E così via… i bambini incominciano a parlare insieme.
Insegnante:
«Quando parlate tutti insieme non si capisce nulla, poniamo una regola».

Alunno:
«Alziamo la mano e aspettiamo il proprio turno».

Altro alunno:
«Se un bambino parla mentre un compagno sta parlando mandarlo fuori».

Altro ancora:
«A me non piace punire sono d’accordo di alzare la mano per poter parlare».

Continuando la discussione, l’insegnante può concludere:
Insegnante:
«Bene, io direi di concludere. Abbiamo tante idee e vedremo quali potremo realizzare».

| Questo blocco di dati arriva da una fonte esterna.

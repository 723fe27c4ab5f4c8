//! Point-in-time capture of the provider's environment variables

use crate::types::CredentialField;

use super::traits::EnvironmentSource;

/// The three `WINDOWSCA_*` variables as they were when captured
///
/// Captured once at the configure boundary so resolution never touches the
/// live process environment.
#[derive(Clone, Default, PartialEq, Eq)]
pub struct EnvironmentSnapshot {
    hostname: Option<String>,
    username: Option<String>,
    password: Option<String>,
}

impl EnvironmentSnapshot {
    /// Snapshot with no variables set
    pub fn empty() -> Self {
        Self::default()
    }

    /// Read every credential variable from `source`
    pub fn capture(source: &dyn EnvironmentSource) -> Self {
        let mut snapshot = Self::empty();
        for field in CredentialField::ALL {
            if let Some(value) = source.get(field.env_var()) {
                snapshot.set(field, value);
            }
        }
        snapshot
    }

    /// Builder form of [`EnvironmentSnapshot::set`]
    pub fn with(mut self, field: CredentialField, value: impl Into<String>) -> Self {
        self.set(field, value);
        self
    }

    pub fn set(&mut self, field: CredentialField, value: impl Into<String>) {
        *self.slot_mut(field) = Some(value.into());
    }

    /// Value for a field, if the variable was present
    pub fn get(&self, field: CredentialField) -> Option<&str> {
        match field {
            CredentialField::Hostname => self.hostname.as_deref(),
            CredentialField::Username => self.username.as_deref(),
            CredentialField::Password => self.password.as_deref(),
        }
    }

    fn slot_mut(&mut self, field: CredentialField) -> &mut Option<String> {
        match field {
            CredentialField::Hostname => &mut self.hostname,
            CredentialField::Username => &mut self.username,
            CredentialField::Password => &mut self.password,
        }
    }
}

impl std::fmt::Debug for EnvironmentSnapshot {
    fn fmt(&self, f: &mut std::fmt::Formatter<'_>) -> std::fmt::Result {
        f.debug_struct("EnvironmentSnapshot")
            .field("hostname", &self.hostname)
            .field("username", &self.username)
            .field("password", &self.password.as_ref().map(|_| "[REDACTED]"))
            .finish()
    }
}

#[cfg(test)]
mod tests {
    use super::*;
    use crate::environment::MemoryEnvironment;

    #[test]
    fn test_capture_reads_windowsca_vars() {
        let env = MemoryEnvironment::with_vars([
            ("WINDOWSCA_HOSTNAME", "ca01"),
            ("WINDOWSCA_PASSWORD", "secret"),
            ("UNRELATED", "x"),
        ]);

        let snapshot = EnvironmentSnapshot::capture(&env);
        assert_eq!(snapshot.get(CredentialField::Hostname), Some("ca01"));
        assert_eq!(snapshot.get(CredentialField::Username), None);
        assert_eq!(snapshot.get(CredentialField::Password), Some("secret"));
    }

    #[test]
    fn test_snapshot_is_detached_from_source() {
        let env = MemoryEnvironment::with_vars([("WINDOWSCA_USERNAME", "before")]);
        let snapshot = EnvironmentSnapshot::capture(&env);

        env.set("WINDOWSCA_USERNAME", "after");
        assert_eq!(snapshot.get(CredentialField::Username), Some("before"));
    }

    #[test]
    fn test_builder() {
        let snapshot = EnvironmentSnapshot::empty().with(CredentialField::Username, "u");
        assert_eq!(snapshot.get(CredentialField::Username), Some("u"));
        assert_eq!(snapshot.get(CredentialField::Hostname), None);
    }

    #[test]
    fn test_debug_redacts_password() {
        let snapshot = EnvironmentSnapshot::empty()
            .with(CredentialField::Hostname, "ca01")
            .with(CredentialField::Password, "hunter2");
        let debug = format!("{:?}", snapshot);
        assert!(debug.contains("ca01"));
        assert!(!debug.contains("hunter2"));
    }
}
//! Client construction errors

use thiserror::Error;

/// Errors returned when a client cannot be built from resolved credentials
#[derive(Error, Debug, Clone, PartialEq, Eq)]
pub enum ClientError {
    /// Host value cannot be turned into an endpoint
    #[error("invalid WinRM host \"{host}\": {reason}")]
    InvalidHost { host: String, reason: String },

    /// Port is not a number in 1..=65535
    #[error("invalid WinRM port \"{0}\"")]
    InvalidPort(String),

    /// Scheme other than http or https
    #[error("unsupported WinRM scheme \"{0}\", expected http or https")]
    UnsupportedScheme(String),

    #[error("{0}")]
    Other(String),
}

impl ClientError {
    pub fn invalid_host(host: impl Into<String>, reason: impl Into<String>) -> Self {
        Self::InvalidHost {
            host: host.into(),
            reason: reason.into(),
        }
    }
}

pub type ClientResult<T> = Result<T, ClientError>;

Questo è un esempio di circle time in cui ciò che risulta molto interessante non è tanto l’argomento, quanto la conduzione da parte dell’insegnante e l’interazione tra i bambini. La maestra non ha un atteggiamento direttivo ma ha un ascolto attivo, facilitando la comunicazione insegnante-alunno e alunno-alunno. Spesso sono gli stessi bambini ad aiutare un proprio compagno in difficoltà nella risoluzione di un problema.
Nel caso di bambini un po’ più grandi si può sperimentare il “doppio cerchio”, in cui uno dei due cerchi è costituito da bambini che osservano tutti gli altri; poi i dati di osservazione vengono discussi all’interno di tutta la classe, in modo da prendere atto delle proprie modalità di partecipazione e, quindi, avere la possibilità di migliorarle.
L’affrontare il problema e risolverlo insieme permette di favorire l’instaurarsi di comportamenti adeguati e di eliminare il più possibile quelli inadeguati e tutto questo favorisce un inserimento migliore nel mondo delle relazioni interpersonali, sulla base dell’accettazione di sé, del rispetto dell’altro e della collaborazione comune.